I got the tattoo when I was twenty-three, at a time in my life when I felt like I was finally becoming the kind of person I always wanted to be — confident, spontaneous, a little reckless in the best possible way.
It wasn’t a big tattoo, and it wasn’t somewhere obvious.
Just two words, written low across my back, right above my hip line.
Don’t Stop.
At the time, it felt perfect.
Not vulgar, not overly serious, just playful enough to make me smile every time I saw it in the mirror. To me it wasn’t really about anything physical. It was more like a reminder to stay passionate about life, to keep going, to not let myself become boring or careful or stuck.
Of course, I knew how it might look to other people.
That was part of the point.
I didn’t get it for strangers, though.
I got it for myself… and maybe a little for whoever I was dating at the time.
For a long time, nobody ever reacted badly to it. Most people either didn’t notice or thought it was funny in a good way. A few boyfriends even told me it was the sexiest tattoo they’d ever seen, which, I’ll admit, made me feel like I had made the right choice.
Then I met Daniel.
He wasn’t the type of guy who noticed things like tattoos right away. He was quiet, thoughtful, the kind of person who paid attention to what you said more than what you looked like. That was one of the reasons I liked him so much. Being around him felt easy, like I didn’t have to perform all the time.
We had been together for a couple of months before he saw the tattoo clearly for the first time.
Not in the dark, not half-covered, not in one of those quick moments where nobody is really paying attention. The lights were on, the room was quiet, and for once there was nothing distracting either of us.
I remember exactly how it happened, mostly because of how quickly the mood changed.
He had his hand on my lower back, and then he stopped moving.
Not in a romantic way. More like he suddenly noticed something he hadn’t seen before.
“What does that say?” he asked.
I smiled a little, already expecting the reaction.
“Don’t stop,” I said.
He leaned closer, squinting like he wasn’t sure he read it right. For a second he didn’t say anything, and I thought maybe he was just surprised.
Then he laughed.
Not a cruel laugh. Not even a loud one.
Just a quick, amused sound that felt completely out of place in the moment.
“What?” I asked, half laughing too.
He shook his head, still looking at the tattoo.
“I’m sorry,” he said. “I just… from this angle it looks like it says ‘Bus Stop.’”
I stared at him, waiting for him to say he was kidding.
He wasn’t.
“That’s what it looks like,” he said, smiling. “Like a little sign. Bus stop.”
The mood disappeared so fast it almost felt physical, like someone had opened a window and let all the warm air out of the room.

I tried to laugh it off at first, because it sounded ridiculous even to me.
But once he said it, I couldn’t unsee it either. The way the letters curved, the way the space between the words sat right across my back — suddenly it did look like something you’d see on a sign at the side of the road.
“That’s not what it means,” I said, still smiling, but it felt forced now.
“I know,” he said quickly. “I’m just saying that’s what it looks like.”
I rolled onto my side and pulled the blanket up, more out of instinct than anything else.
“It’s supposed to mean… don’t stop living,” I explained. “Like, don’t lose your energy. Don’t hold back. That kind of thing.”
He nodded, but I could tell the joke had already stuck in his head.
“Yeah, no, I get it,” he said. “It’s just funny. I didn’t expect that.”

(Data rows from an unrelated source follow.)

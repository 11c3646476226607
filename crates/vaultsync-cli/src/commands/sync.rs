//! Transfer commands: `pull`, `push`, `sync` and `clone`
//!
//! Each one opens the engine, runs a single operation and prints its
//! summary. A refused operation prints the reason and exits cleanly.

use anyhow::{bail, Result};
use clap::{Args, ValueEnum};
use tracing::info;

use vaultsync_sync::SyncReport;

use super::CliContext;
use crate::output::{get_formatter, print_report};

/// Which engine operation a transfer command runs
#[derive(Debug, Clone, Copy, PartialEq, Eq)]
pub enum Operation {
    Pull,
    Push,
    Sync,
}

impl Operation {
    fn name(self) -> &'static str {
        match self {
            Operation::Pull => "pull",
            Operation::Push => "push",
            Operation::Sync => "sync",
        }
    }

    pub async fn execute(self, ctx: &CliContext) -> Result<()> {
        let engine = ctx.open_engine().await?;
        info!(operation = self.name(), "Running");

        let report = match self {
            Operation::Pull => engine.pull().await?,
            Operation::Push => engine.push().await?,
            Operation::Sync => engine.sync().await?,
        };
        finish(ctx, self.name(), &report)
    }
}

/// Direction of a clone
#[derive(Debug, Clone, Copy, PartialEq, Eq, ValueEnum)]
pub enum CloneTarget {
    /// Replace the local vault with the OneDrive copy
    Local,
    /// Replace the OneDrive copy with the local vault
    Remote,
}

#[derive(Debug, Args)]
pub struct CloneCommand {
    /// Side that gets overwritten
    #[arg(long, value_enum)]
    pub to: CloneTarget,

    /// Confirm that the destination's current content may be deleted
    #[arg(long)]
    pub yes: bool,
}

impl CloneCommand {
    pub async fn execute(&self, ctx: &CliContext) -> Result<()> {
        let fmt = get_formatter(ctx.format);
        if !self.yes {
            let side = match self.to {
                CloneTarget::Local => "the local vault",
                CloneTarget::Remote => "the OneDrive copy",
            };
            fmt.error(&format!(
                "Cloning replaces everything in {side}. Re-run with --yes to continue."
            ));
            bail!("clone not confirmed");
        }

        let engine = ctx.open_engine().await?;
        let report = match self.to {
            CloneTarget::Local => engine.clone_to_local().await?,
            CloneTarget::Remote => engine.clone_to_remote().await?,
        };
        finish(ctx, "clone", &report)
    }
}

fn finish(ctx: &CliContext, operation: &str, report: &SyncReport) -> Result<()> {
    let fmt = get_formatter(ctx.format);
    print_report(&*fmt, ctx.format, operation, report);
    if report.is_refused() {
        bail!("{operation} refused");
    }
    Ok(())
}
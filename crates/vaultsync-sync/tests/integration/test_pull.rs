//! Pull: applying the incremental remote feed to the local vault

use vaultsync_core::domain::{EntryKind, SyncState};
use vaultsync_core::ports::{AuthStatus, PersistedState};
use vaultsync_sync::engine::NEED_CLONING;
use vaultsync_sync::SyncError;

use crate::common::{self, file_entry, index_of, remote_deleted, remote_folder, remote_item};

#[tokio::test]
async fn test_pull_downloads_creates_and_deletes() {
    let h = common::synced_harness(index_of(vec![file_entry("notes/x.md", 50, 1)])).await;
    common::write_local(h.dir.path(), "notes/x.md", b"x", 50);

    h.remote.serve("id-a", b"hello");
    h.remote.push_feed(
        vec![
            remote_deleted("id-x", "notes", "x.md"),
            remote_item("id-a", "", "a.md", 1_000),
            remote_folder("id-d", "", "docs", 900),
        ],
        "c1",
    );

    let report = h.engine.pull().await.unwrap();

    assert_eq!(report.downloaded, 2);
    assert_eq!(report.deleted, 1);
    assert!(report.failed.is_empty());

    assert_eq!(h.read("a.md").as_deref(), Some(&b"hello"[..]));
    assert!(h.path("docs").is_dir());
    assert!(!h.path("notes/x.md").exists());

    // The deleted item never triggers a download
    assert_eq!(h.remote.logged("download"), vec!["download a.md".to_string()]);

    let state = h.store.snapshot();
    assert_eq!(state.cursor.unwrap().as_str(), "c1");
    assert!(state.remote_index.contains_key("a.md"));
    assert_eq!(state.remote_index["docs"].kind, EntryKind::Folder);
    assert!(!state.remote_index.contains_key("notes/x.md"));

    assert!(h.sink.saw("Handled (3/3)"));
    assert!(h.sink.saw("Finished pulling"));
}

#[tokio::test]
async fn test_pull_sets_local_mtime_so_next_diff_is_clean() {
    let h = common::synced_harness(Default::default()).await;
    h.remote.serve("id-a", b"hello");
    h.remote
        .push_feed(vec![remote_item("id-a", "sub", "a.md", 1_234_567)], "c1");

    h.engine.pull().await.unwrap();

    let meta = std::fs::metadata(h.path("sub/a.md")).unwrap();
    let mtime = filetime::FileTime::from_last_modification_time(&meta);
    assert_eq!(mtime.unix_seconds(), 1_234);
    assert_eq!(mtime.nanoseconds(), 567_000_000);

    // Only the implicitly created parent folder is new locally
    let (uploads, deletions) = h.engine.rebuild_diff().await.unwrap();
    assert_eq!((uploads, deletions), (1, 0));
    let pending = h.engine.pending().await.unwrap();
    assert!(pending.to_upload().contains_key("sub"));
}

#[tokio::test]
async fn test_pull_missing_delta_link_keeps_cursor() {
    let h = common::synced_harness(Default::default()).await;
    h.remote
        .push_feed_error("Delta response had neither nextLink nor deltaLink");

    let err = h.engine.pull().await.unwrap_err();

    assert!(matches!(err, SyncError::RemoteUnavailable(_)));
    assert_eq!(h.store.snapshot().cursor.unwrap().as_str(), "c0");
    assert_eq!(h.store.write_count(), 0);
    assert_eq!(h.engine.state(), SyncState::Idle);
}

#[tokio::test]
async fn test_pull_failure_after_sign_out_is_auth_error() {
    let h = common::synced_harness(Default::default()).await;
    h.remote.push_feed_error("401 Unauthorized");
    h.remote.hold_listing.store(true, std::sync::atomic::Ordering::SeqCst);

    let auth = h.auth.clone();
    let remote = h.remote.clone();
    let expire = async move {
        remote.entered.notified().await;
        auth.set(AuthStatus::Expired);
        remote.release.notify_one();
    };
    let (result, ()) = tokio::join!(h.engine.pull(), expire);

    assert!(matches!(result.unwrap_err(), SyncError::Auth(_)));
    assert_eq!(h.store.snapshot().cursor.unwrap().as_str(), "c0");
}

#[tokio::test]
async fn test_pull_keeps_newer_local_edit() {
    let h = common::synced_harness(index_of(vec![file_entry("a.md", 100_000, 6)])).await;
    common::write_local(h.dir.path(), "a.md", b"local!", 500_000);

    h.remote.serve("id-a", b"remote");
    h.remote
        .push_feed(vec![remote_item("id-a", "", "a.md", 300_000)], "c1");

    let report = h.engine.pull().await.unwrap();

    assert_eq!(report.skipped, 1);
    assert_eq!(report.downloaded, 0);
    assert_eq!(h.read("a.md").as_deref(), Some(&b"local!"[..]));
    assert!(h.remote.logged("download").is_empty());

    // Still owed to the remote
    let pending = h.engine.pending().await.unwrap();
    assert!(pending.to_upload().contains_key("a.md"));
}

#[tokio::test]
async fn test_pull_strictly_newer_remote_wins_over_local_edit() {
    let h = common::synced_harness(index_of(vec![file_entry("a.md", 100_000, 6)])).await;
    common::write_local(h.dir.path(), "a.md", b"local!", 200_000);

    h.remote.serve("id-a", b"remote");
    h.remote
        .push_feed(vec![remote_item("id-a", "", "a.md", 300_000)], "c1");

    let report = h.engine.pull().await.unwrap();

    assert_eq!(report.downloaded, 1);
    assert_eq!(h.read("a.md").as_deref(), Some(&b"remote"[..]));
    let pending = h.engine.pending().await.unwrap();
    assert!(pending.is_empty());
}

#[tokio::test]
async fn test_pull_skips_ignored_and_foreign_items() {
    let state = PersistedState {
        cursor: Some(common::cursor("c0")),
        remote_index: Default::default(),
        ignore_patterns: vec![r"\.git".to_string()],
    };
    let h = common::harness_with(state, AuthStatus::Authenticated).await;
    h.remote.serve("id-g", b"[core]");
    let mut foreign = remote_item("id-f", "", "other.md", 1_000);
    foreign.parent_path = Some("/drive/root:/Apps/VaultSync/Elsewhere".to_string());

    h.remote.push_feed(
        vec![
            remote_item("id-g", ".git", "config", 1_000),
            remote_item("id-s", "sub/.git", "x", 1_000),
            foreign,
        ],
        "c1",
    );

    let report = h.engine.pull().await.unwrap();

    assert_eq!(report.skipped, 3);
    assert!(!h.path(".git").exists());
    assert!(!h.path("sub").exists());
    assert!(h.remote.logged("download").is_empty());
}

#[tokio::test]
async fn test_pull_download_failure_is_isolated() {
    let h = common::synced_harness(Default::default()).await;
    h.remote.serve("id-ok", b"ok");
    h.remote.push_feed(
        vec![
            remote_item("id-missing", "", "broken.md", 1_000),
            remote_item("id-ok", "", "fine.md", 1_000),
        ],
        "c1",
    );

    let report = h.engine.pull().await.unwrap();

    assert_eq!(report.failed, vec!["broken.md".to_string()]);
    assert_eq!(report.downloaded, 1);
    let state = h.store.snapshot();
    assert!(state.remote_index.contains_key("fine.md"));
    assert!(!state.remote_index.contains_key("broken.md"));
    assert_eq!(state.cursor.unwrap().as_str(), "c1");
}

#[tokio::test]
async fn test_pull_failed_local_removal_stays_known() {
    let h = common::synced_harness(index_of(vec![file_entry("notes/x.md", 50, 1)])).await;
    common::write_local(h.dir.path(), "notes/x.md", b"x", 50);
    h.vault
        .fail_removes
        .lock()
        .unwrap()
        .insert("notes/x.md".to_string());
    h.remote
        .push_feed(vec![remote_deleted("id-x", "notes", "x.md")], "c1");

    let report = h.engine.pull().await.unwrap();

    assert_eq!(report.deleted, 0);
    assert_eq!(report.failed, vec!["notes/x.md".to_string()]);
    assert!(h.path("notes/x.md").exists());
    assert!(h.store.snapshot().remote_index.contains_key("notes/x.md"));

    // The surviving local copy is not mistaken for a new file
    h.engine.push().await.unwrap();
    assert!(h.remote.logged("upload").is_empty());
}

#[tokio::test]
async fn test_pull_without_cursor_is_refused() {
    let h = common::harness_with(PersistedState::default(), AuthStatus::Authenticated).await;

    let report = h.engine.pull().await.unwrap();

    assert_eq!(report.refused.as_deref(), Some(NEED_CLONING));
    assert_eq!(h.remote.call_count(), 0);
    assert!(h.sink.saw(NEED_CLONING));
}
//! Domain entities and invariants
//!
//! - Index entries and snapshots (one side's path → metadata mapping)
//! - The pending-work [`DiffSet`]
//! - The opaque remote [`DeltaCursor`]
//! - The orchestrator [`SyncState`] and its atomic cell
//! - The [`IgnoreRuleSet`] path filter
//! - Domain-specific error types

pub mod cursor;
pub mod diff;
pub mod errors;
pub mod ignore;
pub mod index;
pub mod state;

pub use cursor::DeltaCursor;
pub use diff::DiffSet;
pub use errors::DomainError;
pub use ignore::IgnoreRuleSet;
pub use index::{EntryKind, IndexEntry, IndexSnapshot};
pub use state::{SyncState, SyncStateCell, SyncStateGuard};
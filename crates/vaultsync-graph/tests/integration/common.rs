//! Shared test helpers for Graph API integration tests
//!
//! Each helper mounts the necessary mock endpoints on a wiremock server;
//! [`setup_graph_mock`] returns a client pointed at that server.

use std::sync::atomic::{AtomicUsize, Ordering};
use std::sync::Arc;

use async_trait::async_trait;
use wiremock::matchers::{method, path};
use wiremock::{Mock, MockServer, ResponseTemplate};

use vaultsync_core::ports::{AuthStatus, IAuthProvider};
use vaultsync_graph::client::GraphClient;

/// Auth provider returning a fixed token and counting requests for it
#[derive(Default)]
pub struct StaticAuth {
    pub calls: AtomicUsize,
}

#[async_trait]
impl IAuthProvider for StaticAuth {
    async fn acquire_token(&self) -> anyhow::Result<String> {
        self.calls.fetch_add(1, Ordering::SeqCst);
        Ok("test-access-token".to_string())
    }

    async fn status(&self) -> AuthStatus {
        AuthStatus::Authenticated
    }
}

/// Starts a mock server and returns a (MockServer, GraphClient) tuple.
pub async fn setup_graph_mock() -> (MockServer, GraphClient) {
    let server = MockServer::start().await;
    let client = GraphClient::with_base_url(Arc::new(StaticAuth::default()), server.uri());
    (server, client)
}

/// A file item as the delta endpoint reports it
pub fn file_item(id: &str, name: &str, parent: &str, modified: &str) -> serde_json::Value {
    serde_json::json!({
        "id": id,
        "name": name,
        "size": 12,
        "createdDateTime": "2026-01-01T00:00:00Z",
        "lastModifiedDateTime": modified,
        "parentReference": { "path": parent },
        "file": {}
    })
}

/// A folder item as the delta endpoint reports it
pub fn folder_item(id: &str, name: &str, parent: &str) -> serde_json::Value {
    serde_json::json!({
        "id": id,
        "name": name,
        "createdDateTime": "2026-01-01T00:00:00Z",
        "lastModifiedDateTime": "2026-01-01T00:00:00Z",
        "parentReference": { "path": parent },
        "folder": { "childCount": 0 }
    })
}

/// Mounts `{approot}:/{root}:/delta` returning a single page with a deltaLink.
pub async fn mount_delta_single_page(
    server: &MockServer,
    root: &str,
    items: serde_json::Value,
    delta_token: &str,
) {
    Mock::given(method("GET"))
        .and(path(format!("/special/approot:/{root}:/delta")))
        .respond_with(ResponseTemplate::new(200).set_body_json(serde_json::json!({
            "value": items,
            "@odata.deltaLink": delta_link(server, delta_token)
        })))
        .mount(server)
        .await;
}

/// The delta link the mock server hands out for `token`
pub fn delta_link(server: &MockServer, token: &str) -> String {
    format!("{}/special/approot/delta?token={}", server.uri(), token)
}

We tried to go back to what we were doing, but the moment never really came back. Every time his hand moved near my back, I felt weirdly aware of the tattoo in a way I never had before, like it suddenly belonged to the wrong version of me.
Later that night, while I was brushing my teeth, I caught my reflection in the mirror and turned slightly so I could see the words.
Don’t Stop.
For years, I had looked at that tattoo and felt confident.
Now all I could hear in my head was his voice saying, “Bus stop.”
It annoyed me more than I wanted to admit. Not because he meant anything bad — he really didn’t — but because it reminded me how different something can look depending on who’s reading it.
To me, those words were about passion, about not wanting life to become dull or predictable. They were a reminder of who I was when I felt brave enough to do something permanent without overthinking it.
To him, in that one moment, it was just a joke.
A sign.
Something to laugh at.
We never really talked about it again, but every once in a while he’ll tease me about it, and I pretend it doesn’t bother me. Most of the time, it doesn’t.
Still, sometimes when I’m getting dressed and I catch a glimpse of the tattoo in the mirror, I think about how sure I was when I got it. How convinced I felt that I knew exactly what it meant.
The words haven’t changed.
They’re still in the same place, written in the same ink, exactly the way they were the day I walked out of the tattoo shop.
But the meaning feels a little different now.
I guess that’s the strange thing about tattoos — you think you’re writing something permanent about yourself, but you don’t get to decide how everyone else reads it.
Sometimes it’s a reminder of who you were.
Sometimes it’s a joke you didn’t expect.
And sometimes, it’s both at the same time.